Input data:
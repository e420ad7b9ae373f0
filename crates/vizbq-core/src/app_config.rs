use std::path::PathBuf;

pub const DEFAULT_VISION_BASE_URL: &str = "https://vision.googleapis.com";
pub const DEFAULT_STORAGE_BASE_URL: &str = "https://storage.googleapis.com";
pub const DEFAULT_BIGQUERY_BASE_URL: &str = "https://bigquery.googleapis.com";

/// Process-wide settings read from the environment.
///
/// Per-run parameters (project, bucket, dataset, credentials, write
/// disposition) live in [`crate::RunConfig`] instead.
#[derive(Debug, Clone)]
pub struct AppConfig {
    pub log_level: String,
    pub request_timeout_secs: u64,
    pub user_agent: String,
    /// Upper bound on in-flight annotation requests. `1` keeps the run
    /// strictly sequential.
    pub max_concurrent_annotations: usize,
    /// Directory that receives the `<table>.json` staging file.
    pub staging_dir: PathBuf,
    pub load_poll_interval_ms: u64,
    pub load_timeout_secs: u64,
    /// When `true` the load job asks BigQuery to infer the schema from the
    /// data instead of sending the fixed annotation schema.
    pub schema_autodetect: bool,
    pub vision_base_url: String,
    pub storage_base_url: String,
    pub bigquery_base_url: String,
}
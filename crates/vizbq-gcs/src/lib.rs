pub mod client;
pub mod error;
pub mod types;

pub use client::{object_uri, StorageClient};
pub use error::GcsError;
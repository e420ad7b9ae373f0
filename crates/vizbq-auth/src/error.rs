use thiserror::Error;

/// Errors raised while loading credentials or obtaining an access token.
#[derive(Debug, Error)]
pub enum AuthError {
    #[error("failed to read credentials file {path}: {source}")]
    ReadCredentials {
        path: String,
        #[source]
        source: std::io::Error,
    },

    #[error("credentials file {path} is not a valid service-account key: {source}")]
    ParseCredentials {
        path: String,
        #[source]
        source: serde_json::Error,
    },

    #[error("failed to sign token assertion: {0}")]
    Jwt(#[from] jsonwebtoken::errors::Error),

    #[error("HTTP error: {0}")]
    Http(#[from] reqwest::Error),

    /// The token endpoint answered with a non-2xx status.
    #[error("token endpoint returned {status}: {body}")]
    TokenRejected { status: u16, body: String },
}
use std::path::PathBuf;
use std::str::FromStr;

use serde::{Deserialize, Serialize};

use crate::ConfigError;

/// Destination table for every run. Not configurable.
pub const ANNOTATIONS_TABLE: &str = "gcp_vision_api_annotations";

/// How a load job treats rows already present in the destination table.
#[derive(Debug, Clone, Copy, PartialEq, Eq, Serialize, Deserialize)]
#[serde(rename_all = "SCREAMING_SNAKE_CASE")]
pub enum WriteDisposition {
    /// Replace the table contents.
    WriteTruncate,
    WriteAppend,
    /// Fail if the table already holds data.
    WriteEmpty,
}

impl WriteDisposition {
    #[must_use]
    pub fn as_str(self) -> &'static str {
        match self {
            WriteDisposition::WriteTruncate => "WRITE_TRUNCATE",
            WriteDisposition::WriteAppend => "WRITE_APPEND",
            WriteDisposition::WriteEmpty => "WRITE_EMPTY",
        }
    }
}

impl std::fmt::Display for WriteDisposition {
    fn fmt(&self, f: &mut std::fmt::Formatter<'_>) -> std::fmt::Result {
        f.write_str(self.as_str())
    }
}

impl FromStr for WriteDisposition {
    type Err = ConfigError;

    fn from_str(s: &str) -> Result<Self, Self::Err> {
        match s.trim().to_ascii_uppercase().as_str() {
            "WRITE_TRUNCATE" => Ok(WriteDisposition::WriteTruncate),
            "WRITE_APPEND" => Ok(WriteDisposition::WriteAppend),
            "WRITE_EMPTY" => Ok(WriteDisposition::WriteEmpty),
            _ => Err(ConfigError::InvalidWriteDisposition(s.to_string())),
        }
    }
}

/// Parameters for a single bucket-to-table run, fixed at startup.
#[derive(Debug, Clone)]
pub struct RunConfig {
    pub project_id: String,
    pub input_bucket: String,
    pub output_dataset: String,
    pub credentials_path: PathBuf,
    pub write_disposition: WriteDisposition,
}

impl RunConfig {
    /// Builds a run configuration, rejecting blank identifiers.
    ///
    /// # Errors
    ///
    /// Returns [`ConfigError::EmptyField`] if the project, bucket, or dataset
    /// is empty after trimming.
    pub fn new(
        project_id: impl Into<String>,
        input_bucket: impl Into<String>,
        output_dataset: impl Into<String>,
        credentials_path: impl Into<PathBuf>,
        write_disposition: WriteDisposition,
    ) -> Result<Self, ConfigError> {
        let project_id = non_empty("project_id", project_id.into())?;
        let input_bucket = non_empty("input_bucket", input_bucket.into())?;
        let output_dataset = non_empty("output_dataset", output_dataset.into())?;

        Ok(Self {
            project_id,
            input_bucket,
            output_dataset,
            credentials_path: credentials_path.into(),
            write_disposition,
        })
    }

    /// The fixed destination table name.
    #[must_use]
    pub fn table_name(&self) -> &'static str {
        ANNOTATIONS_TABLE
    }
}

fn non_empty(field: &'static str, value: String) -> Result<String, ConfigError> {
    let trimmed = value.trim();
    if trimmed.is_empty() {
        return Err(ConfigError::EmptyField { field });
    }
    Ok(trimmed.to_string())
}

* * *

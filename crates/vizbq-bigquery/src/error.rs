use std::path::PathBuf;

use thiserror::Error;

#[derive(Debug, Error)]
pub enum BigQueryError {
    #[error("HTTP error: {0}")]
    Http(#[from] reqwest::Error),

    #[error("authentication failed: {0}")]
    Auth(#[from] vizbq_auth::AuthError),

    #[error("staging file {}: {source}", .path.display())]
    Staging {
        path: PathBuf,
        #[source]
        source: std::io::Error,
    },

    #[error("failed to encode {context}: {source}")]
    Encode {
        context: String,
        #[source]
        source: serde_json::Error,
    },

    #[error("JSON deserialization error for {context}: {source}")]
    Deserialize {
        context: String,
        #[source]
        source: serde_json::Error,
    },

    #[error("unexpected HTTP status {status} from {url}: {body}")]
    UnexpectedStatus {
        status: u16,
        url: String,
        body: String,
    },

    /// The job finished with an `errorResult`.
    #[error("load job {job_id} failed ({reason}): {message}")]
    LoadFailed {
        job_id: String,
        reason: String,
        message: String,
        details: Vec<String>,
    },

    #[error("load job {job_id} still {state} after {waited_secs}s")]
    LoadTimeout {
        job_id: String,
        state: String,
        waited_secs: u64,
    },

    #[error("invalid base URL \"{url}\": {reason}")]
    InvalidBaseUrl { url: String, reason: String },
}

Exercise directions: Look through the listing, and copy each line that contains the word "endpoint".

Solution for this problem:
    /// The token endpoint answered with a non-2xx status.
    #[error("token endpoint returned {status}: {body}")]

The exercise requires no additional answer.